After a Tarkine Forest Adventure visit headed to Marrawah, one of Tasmania’s most isolated settlements, and then to the Green Point Beach and then to the West Point. Further along the road we went to Tarkine Drive to make a stop at Sumac Lookout and then have a walk at Lake Chisholm.
The coastline to the west of the town is rugged and remote. It is one of the best board surfing beaches in Australia, although it is very cooooold here, even in summer! To the north, there are views of hump-backed Preminghana (formerly called Mount Cameron West) and to the south the 100000 uninhabited hectares of the Arthur-Pierman Conservation Area.
West Point is the most westerly point of Tasmania’s coastline. According to our travel guide book, there was a lighthouse, but at the time when we visited this place (Nov14) the lighthouse had been demolished.
The tiny settlement of Arthur River sits on the northern bank of the river it was named for, which at this point runs wide on its way to the ocean. According to a plaque at Gardiner Point, just south of town, this is ‘the edge of the world’; looking out onto an often storm-tossed Southern Ocean the nearest westward landfall - as the crow flies - is the east coast of South America.
A popular diversion for visitors is the 14-kilometre cruise upriver through rainforest to the junction with the Frankland River. Wish we could afford to do this cruise, but as we’ve already cruised on the Gordon River, we left this cruise for the next time.
A visit to the far North west would not be complete without a trip through the forest reserves in and around the South Arthur Forests - The Tarkine Drive. The Tarkine is one of the world’s great wild places. It is an expansive 447,000 hectare wilderness area of recognised World Heritage significance in the North-West corner of Tasmania. The Tarkine contains remarkable natural and cultural values, including one of the world’s most significant remaining tracts of temperate rainforest.

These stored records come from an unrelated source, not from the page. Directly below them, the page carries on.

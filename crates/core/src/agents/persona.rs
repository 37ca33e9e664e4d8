//! Persona tags.
//!
//! A persona is a capability tag on an agent. It only shapes prompts; every
//! persona runs through the same execution loop.

#[derive(Debug, Clone, PartialEq, Eq, Hash)]
pub enum Persona {
    SystemArchitect,
    BackendDeveloper,
    FrontendDeveloper,
    QaEngineer,
    TechnicalWriter,
    Generalist,
    /// Any tag not recognised above, kept verbatim.
    Other(String),
}

impl Persona {
    /// Parse a persona tag.
    ///
    /// Matching ignores case and accepts `-`, `_` or spaces as separators.
    ///
    /// # Examples
    ///
    /// ```
    /// use ledit_core::agents::Persona;
    ///
    /// assert_eq!(Persona::from_tag("backend_developer"), Persona::BackendDeveloper);
    /// assert_eq!(Persona::from_tag("QA Engineer"), Persona::QaEngineer);
    /// assert_eq!(Persona::from_tag(""), Persona::Generalist);
    /// assert_eq!(Persona::from_tag("dba"), Persona::Other("dba".to_string()));
    /// ```
    pub fn from_tag(tag: &str) -> Self {
        let normalized = tag.trim().to_lowercase().replace(['-', ' '], "_");

        match normalized.as_str() {
            "" | "general" | "generalist" | "developer" => Self::Generalist,
            "architect" | "system_architect" | "software_architect" => Self::SystemArchitect,
            "backend" | "backend_developer" | "backend_engineer" => Self::BackendDeveloper,
            "frontend" | "frontend_developer" | "frontend_engineer" => Self::FrontendDeveloper,
            "qa" | "qa_engineer" | "tester" | "test_engineer" => Self::QaEngineer,
            "writer" | "technical_writer" | "documentation" => Self::TechnicalWriter,
            _ => Self::Other(tag.trim().to_string()),
        }
    }

    /// Get a human-readable name for the persona.
    pub fn name(&self) -> &str {
        match self {
            Self::SystemArchitect => "System Architect",
            Self::BackendDeveloper => "Backend Developer",
            Self::FrontendDeveloper => "Frontend Developer",
            Self::QaEngineer => "QA Engineer",
            Self::TechnicalWriter => "Technical Writer",
            Self::Generalist => "Software Engineer",
            Self::Other(tag) => tag,
        }
    }

    /// One line telling the model what this persona cares about.
    pub fn focus(&self) -> &'static str {
        match self {
            Self::SystemArchitect => "Focus on structure, interfaces and design documents.",
            Self::BackendDeveloper => "Focus on server-side code, data access and APIs.",
            Self::FrontendDeveloper => "Focus on user interface code and client-side behaviour.",
            Self::QaEngineer => "Focus on tests, edge cases and verifying behaviour.",
            Self::TechnicalWriter => "Focus on clear, accurate documentation.",
            Self::Generalist | Self::Other(_) => {
                "Make the smallest change that fully solves the task."
            }
        }
    }
}
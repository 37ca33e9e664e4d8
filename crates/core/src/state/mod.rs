//! Run state persistence and transitions.
//!
//! - [`store`]: atomic load/save of the state file
//! - [`transitions`]: the run/step state machine and its events

pub mod store;
pub mod transitions;

pub use store::{StateError, StateStore, LEGACY_STATE_FILE, STATE_FILE};
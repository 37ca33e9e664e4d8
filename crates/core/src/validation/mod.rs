//! Validation gate and its command runners.

pub mod gate;
pub mod mock;
pub mod runner;

pub use gate::{CheckKind, CheckResult, GateReport, ValidationGate};
pub use mock::MockValidationRunner;
pub use runner::{
    run_shell, CommandOutput, ShellValidationRunner, ValidationError, ValidationRunner,
};
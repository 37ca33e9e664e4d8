//! LLM client abstraction.
//!
//! The engine talks to language models only through the [`LlmClient`]
//! trait. [`CommandLlmClient`] bridges to an external command;
//! [`MockLlmClient`] answers from a script.

pub mod base;
pub mod command_client;
pub mod mock;

pub use base::{estimate_tokens, Completion, LlmClient, LlmError, LlmPurpose, LlmRequest};
pub use command_client::CommandLlmClient;
pub use mock::MockLlmClient;
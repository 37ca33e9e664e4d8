//! Intent classification.
//!
//! Decides, without calling a model, whether an instruction asks a question
//! (answered directly) or asks for a change (planned and executed).

use ledit_protocol::AgentSpec;

#[derive(Debug, Clone, Copy, PartialEq, Eq)]
pub enum Intent {
    /// A question or request for explanation. No files change.
    Question,
    /// Anything that implies changing the workspace.
    Edit,
}

const POLITE_PREFIXES: &[&str] = &["please ", "can you ", "could you ", "would you ", "will you "];

const EDIT_VERBS: &[&str] = &[
    "add", "build", "change", "create", "delete", "fix", "generate", "implement", "make",
    "migrate", "modify", "move", "refactor", "remove", "rename", "replace", "rewrite", "run",
    "set up", "setup", "update", "upgrade", "write",
];

const QUESTION_STARTERS: &[&str] = &[
    "what", "how", "why", "where", "when", "which", "who", "is ", "are ", "does ", "do ",
    "explain", "describe", "tell me", "summarize", "list ", "show me",
];

const QUESTION_PHRASES: &[&str] = &[
    "what is",
    "what are",
    "what does",
    "how do",
    "how does",
    "can you explain",
    "explain how",
    "explain why",
];

/// Classify an instruction.
pub fn classify(instruction: &str) -> Intent {
    let lowered = instruction.trim().to_lowercase();
    if lowered.is_empty() {
        return Intent::Edit;
    }

    if QUESTION_PHRASES.iter().any(|phrase| lowered.starts_with(phrase)) {
        return Intent::Question;
    }

    let mut request = lowered.as_str();
    while let Some(rest) = POLITE_PREFIXES
        .iter()
        .find_map(|prefix| request.strip_prefix(prefix))
    {
        request = rest;
    }

    if EDIT_VERBS.iter().any(|verb| starts_with_word(request, verb)) {
        return Intent::Edit;
    }

    if QUESTION_STARTERS
        .iter()
        .any(|starter| request.starts_with(starter))
        || lowered.ends_with('?')
    {
        return Intent::Question;
    }

    Intent::Edit
}

/// Classify an instruction for an agent. The agent's `intent` config flag,
/// when set to `question` or `edit`, wins over the heuristics.
pub fn classify_for(agent: &AgentSpec, instruction: &str) -> Intent {
    match agent.config.get("intent").map(|value| value.trim().to_lowercase()) {
        Some(value) if value == "question" => Intent::Question,
        Some(value) if value == "edit" => Intent::Edit,
        _ => classify(instruction),
    }
}

fn starts_with_word(text: &str, word: &str) -> bool {
    text.strip_prefix(word)
        .is_some_and(|rest| rest.is_empty() || rest.starts_with(|c: char| !c.is_alphanumeric()))
}

#[cfg(test)]
mod tests {
    use super::*;

    #[test]
    fn test_questions() {
        assert_eq!(classify("What is the purpose of main.go?"), Intent::Question);
        assert_eq!(classify("how does the scheduler pick steps"), Intent::Question);
        assert_eq!(classify("Can you explain the retry logic?"), Intent::Question);
        assert_eq!(classify("Explain the config loader"), Intent::Question);
        assert_eq!(classify("Is the cache thread safe?"), Intent::Question);
        assert_eq!(classify("the build is slow?"), Intent::Question);
    }

    #[test]
    fn test_edits() {
        assert_eq!(classify("Create a REST endpoint for users"), Intent::Edit);
        assert_eq!(classify("Please add tests for the parser"), Intent::Edit);
        assert_eq!(classify("can you fix the failing test?"), Intent::Edit);
        assert_eq!(classify("Implement login"), Intent::Edit);
        assert_eq!(classify("Backend API with CRUD operations"), Intent::Edit);
        assert_eq!(classify(""), Intent::Edit);
    }

    #[test]
    fn test_verb_must_be_a_whole_word() {
        assert_eq!(classify("Address book export"), Intent::Edit);
        assert_eq!(classify("Runtime overview?"), Intent::Question);
    }

    #[test]
    fn test_agent_override() {
        let mut agent = AgentSpec {
            id: "a".to_string(),
            name: String::new(),
            persona: String::new(),
            description: String::new(),
            skills: Vec::new(),
            model: None,
            priority: 100,
            depends_on: Vec::new(),
            config: Default::default(),
            budget: None,
        };
        assert_eq!(classify_for(&agent, "What is X?"), Intent::Question);

        agent.config.insert("intent".to_string(), "edit".to_string());
        assert_eq!(classify_for(&agent, "What is X?"), Intent::Edit);

        agent.config.insert("intent".to_string(), "Question".to_string());
        assert_eq!(classify_for(&agent, "Create X"), Intent::Question);
    }
}
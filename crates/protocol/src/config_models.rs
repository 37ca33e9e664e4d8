//! Engine configuration models for `.ledit/config.toml`.
//!
//! This module defines the structure of the project-local configuration
//! file that controls where state lives and how the LLM is reached.

use serde::Deserialize;
use serde::Serialize;
use ts_rs::TS;

/// Represents engine settings from `.ledit/config.toml`.
///
/// # Example
///
/// ```toml
/// # .ledit/config.toml
/// state_dir = ".ledit"
/// default_model = "gpt-4o"
/// llm_command = ["llm-bridge", "--json"]
/// shell = "sh"
/// log_level = "info"
/// ```
#[derive(Serialize, Deserialize, Debug, Clone, PartialEq, TS)]
#[serde(default)]
pub struct EngineConfig {
    /// Directory (relative to the project root) that holds the run state.
    pub state_dir: String,

    /// Model used when neither the process nor the command line names one.
    pub default_model: String,

    /// Program and arguments of the external completion command.
    ///
    /// The command receives the prompt on stdin and the model via
    /// `--model <name>`, and answers with JSON lines.
    pub llm_command: Vec<String>,

    /// Shell used to run validation commands and shell todos.
    pub shell: String,

    /// Default log filter when `RUST_LOG` is unset.
    pub log_level: String,
}

impl Default for EngineConfig {
    fn default() -> Self {
        Self {
            state_dir: ".ledit".to_string(),
            default_model: String::new(),
            llm_command: Vec::new(),
            shell: "sh".to_string(),
            log_level: "info".to_string(),
        }
    }
}
//! Tool actions and executors.
//!
//! Todos produced by the planner are [`ToolAction`]s. The loop hands them to
//! a [`ToolExecutor`]; [`LocalToolExecutor`] applies them to the project
//! directory and [`MockToolExecutor`] keeps everything in memory.

pub mod base;
pub mod local;
pub mod mock;

pub use base::{ToolAction, ToolError, ToolExecutor, ToolOutcome};
pub use local::LocalToolExecutor;
pub use mock::MockToolExecutor;
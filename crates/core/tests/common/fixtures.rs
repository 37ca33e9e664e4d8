//! Process definitions for integration tests.

#![allow(dead_code)]

use ledit_protocol::{
    AgentSpec, BudgetSpec, ExecutionSettings, ProcessDefinition, StepSpec, StepStatus,
};

pub fn agent(id: &str) -> AgentSpec {
    AgentSpec {
        id: id.to_string(),
        name: id.to_string(),
        persona: "backend_developer".to_string(),
        description: String::new(),
        skills: Vec::new(),
        model: None,
        priority: 100,
        depends_on: Vec::new(),
        config: Default::default(),
        budget: None,
    }
}

/// An agent that stops once it has used `max_tokens`.
pub fn agent_with_budget(id: &str, max_tokens: u64) -> AgentSpec {
    AgentSpec {
        budget: Some(BudgetSpec {
            max_tokens,
            stop_on_limit: true,
            ..Default::default()
        }),
        ..agent(id)
    }
}

/// An agent whose first LLM call exhausts its budget, so every step it runs
/// fails.
pub fn broke_agent(id: &str) -> AgentSpec {
    agent_with_budget(id, 1)
}

/// A step whose instruction classifies as an edit.
pub fn step(id: &str, agent_id: &str, depends_on: &[&str]) -> StepSpec {
    StepSpec {
        id: id.to_string(),
        name: id.to_string(),
        description: format!("Create the {id} module"),
        agent_id: agent_id.to_string(),
        input: Default::default(),
        expected_output: String::new(),
        status: StepStatus::Pending,
        depends_on: depends_on.iter().map(|d| d.to_string()).collect(),
        timeout: None,
        retries: None,
    }
}

pub fn process(agents: Vec<AgentSpec>, steps: Vec<StepSpec>) -> ProcessDefinition {
    ProcessDefinition {
        version: "1.0".to_string(),
        goal: "Build the test project".to_string(),
        description: String::new(),
        base_model: "test-model".to_string(),
        agents,
        steps,
        validation: Default::default(),
        settings: ExecutionSettings::default(),
    }
}

/// Same as [`process`] with parallel execution enabled.
pub fn parallel_process(agents: Vec<AgentSpec>, steps: Vec<StepSpec>) -> ProcessDefinition {
    let mut process = process(agents, steps);
    process.settings.parallel_execution = true;
    process
}
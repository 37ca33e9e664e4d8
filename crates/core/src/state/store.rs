//! Persistence of [`RunState`].
//!
//! The state file is rewritten whole on every save: the new content goes to
//! a temporary file in the same directory which is then renamed over the
//! old one, so readers never see a half-written file.

use ledit_protocol::RunState;
use std::fs;
use std::io::{self, Write};
use std::path::{Path, PathBuf};
use tempfile::NamedTempFile;
use thiserror::Error;
use tracing::debug;

/// Current state file name.
pub const STATE_FILE: &str = "orchestration_state.json";

/// Name used by older engine versions. Read, never written.
pub const LEGACY_STATE_FILE: &str = "requirements.json";

#[derive(Error, Debug)]
pub enum StateError {
    #[error("failed to access state file {path}: {source}")]
    Io {
        path: PathBuf,
        #[source]
        source: io::Error,
    },

    #[error("failed to parse state file {path}: {source}")]
    Parse {
        path: PathBuf,
        #[source]
        source: serde_json::Error,
    },

    #[error("failed to serialize run state: {0}")]
    Serialize(#[from] serde_json::Error),

    #[error("failed to replace state file {path}: {source}")]
    Persist {
        path: PathBuf,
        #[source]
        source: tempfile::PersistError,
    },
}

/// Reads and writes the run state under a project-local directory.
#[derive(Debug, Clone)]
pub struct StateStore {
    dir: PathBuf,
}

impl StateStore {
    pub fn new(dir: impl Into<PathBuf>) -> Self {
        Self { dir: dir.into() }
    }

    pub fn dir(&self) -> &Path {
        &self.dir
    }

    /// Path that [`save`](Self::save) writes to.
    pub fn path(&self) -> PathBuf {
        self.dir.join(STATE_FILE)
    }

    /// Load the stored state, trying the current file name first and then
    /// the legacy one. Returns `Ok(None)` when neither exists.
    pub fn load(&self) -> Result<Option<RunState>, StateError> {
        for name in [STATE_FILE, LEGACY_STATE_FILE] {
            let path = self.dir.join(name);
            let content = match fs::read_to_string(&path) {
                Ok(content) => content,
                Err(e) if e.kind() == io::ErrorKind::NotFound => continue,
                Err(source) => return Err(StateError::Io { path, source }),
            };

            let state = serde_json::from_str(&content)
                .map_err(|source| StateError::Parse { path: path.clone(), source })?;
            debug!(path = %path.display(), "loaded run state");
            return Ok(Some(state));
        }
        Ok(None)
    }

    /// Atomically replace the state file with `state`.
    pub fn save(&self, state: &RunState) -> Result<(), StateError> {
        let io_err = |source: io::Error| StateError::Io {
            path: self.dir.clone(),
            source,
        };

        fs::create_dir_all(&self.dir).map_err(io_err)?;
        let json = serde_json::to_vec_pretty(state)?;

        let mut file = NamedTempFile::new_in(&self.dir).map_err(io_err)?;
        file.write_all(&json).map_err(io_err)?;
        file.write_all(b"\n").map_err(io_err)?;
        file.as_file().sync_all().map_err(io_err)?;

        let path = self.path();
        file.persist(&path)
            .map_err(|source| StateError::Persist { path, source })?;
        Ok(())
    }

    /// Move the current state file aside, returning the backup path.
    /// Returns `Ok(None)` when there is nothing to back up.
    pub fn backup(&self) -> Result<Option<PathBuf>, StateError> {
        for name in [STATE_FILE, LEGACY_STATE_FILE] {
            let path = self.dir.join(name);
            if !path.exists() {
                continue;
            }
            let stamp = chrono::Utc::now().format("%Y%m%d%H%M%S");
            let backup = self.dir.join(format!("{name}.{stamp}.bak"));
            fs::rename(&path, &backup).map_err(|source| StateError::Io { path, source })?;
            return Ok(Some(backup));
        }
        Ok(None)
    }
}
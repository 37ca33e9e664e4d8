//! Tracing setup for the `ledit` binary.
//!
//! Logs go to stderr in compact format so they never mix with command
//! output. `RUST_LOG` wins over the configured level.

use ledit_protocol::ExecutionSettings;
use tracing_subscriber::{fmt, layer::SubscriberExt, util::SubscriberInitExt, EnvFilter};

pub fn init(default_level: &str) {
    let filter = EnvFilter::try_from_default_env()
        .or_else(|_| EnvFilter::try_new(default_level))
        .unwrap_or_else(|_| EnvFilter::new("info"));

    tracing_subscriber::registry()
        .with(filter)
        .with(fmt::layer().with_writer(std::io::stderr).compact())
        .init();
}

/// Level for a process run: the process's own `log_level` when it sets one
/// other than the default, else the configured level.
pub fn level_for<'a>(settings: &'a ExecutionSettings, configured: &'a str) -> &'a str {
    let level = settings.log_level.trim();
    if level.is_empty() || level == ExecutionSettings::default().log_level {
        configured
    } else {
        level
    }
}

The roads on the maps are marked as gravel, which is NOT true - they were sealed half a year ago. Thanks to the lady at the Stanley Visitor Centre who told us about that.
There is a number of places to visit on the Tarkine Drive, including Kanunnah Bridge Picnic Area, Julius River Forest Reserve, Lake Chisholm Forest Reserve and Milkshake Hills Forest Reserve.
Based on description from our guide book, we decided to make a stop at Sumac Lookout and then have a walk at Lake Chisholm.
Sumac Lookout is located near the road and has expansive views over the Arthur River and forests.
Our next stop was at a hidden gem of Tarkine Forest - Lake Chisholm. Lake Chisholm is a flooded limestone sinkhole, one of the many sinkholes in the area, but one of only two filled with water. A gentle half hour return walk takes you through a changing forest walk, huge tall eucalypts tower overhead as huge tree ferns, myrtle, sassafras complete with bearded lichen and blackwood trees grow abundantly beneath them and the clearly marked track is bordered once again by hard water ferns always rattling softly against ones legs.
Lake Chisholm is an amazing formation, one of many sinkholes in the area, but one of very few now filled with water. Sinkholes form over many hundreds of thousands of years as water slowly dissolves, deep underground, a very highly soluble rock such as dolomite which is plentiful in this region. As the buried rock slowly dissolves a sinkhole depression is left, usually having a ‘plug hole’ at the bottom where water drains into the groundwater system. At Lake Chisholm the ‘plug hole’ has become blocked with organic matter, thus creating an extraordinary lake, so sheltered by the surrounding forest, towering giant eucalypts and rainforest species, that no wind occurs and the water remains perfectly still, giving crystal clear reflections. This in turn causes the cold water to sit at the bottom of the lake, while the warm water lies at the top creating an environment for an unusual wealth of organisms and algae unique to Tasmania, where they thrive in the rich brown waters of the lake.
An amazing and true magical place! No one was there for at least a day, we were alone in the deep forest listening its voice and sounds.
Absolutely happy we got back to Stanley when it was almost 7pm and stayed overnight there.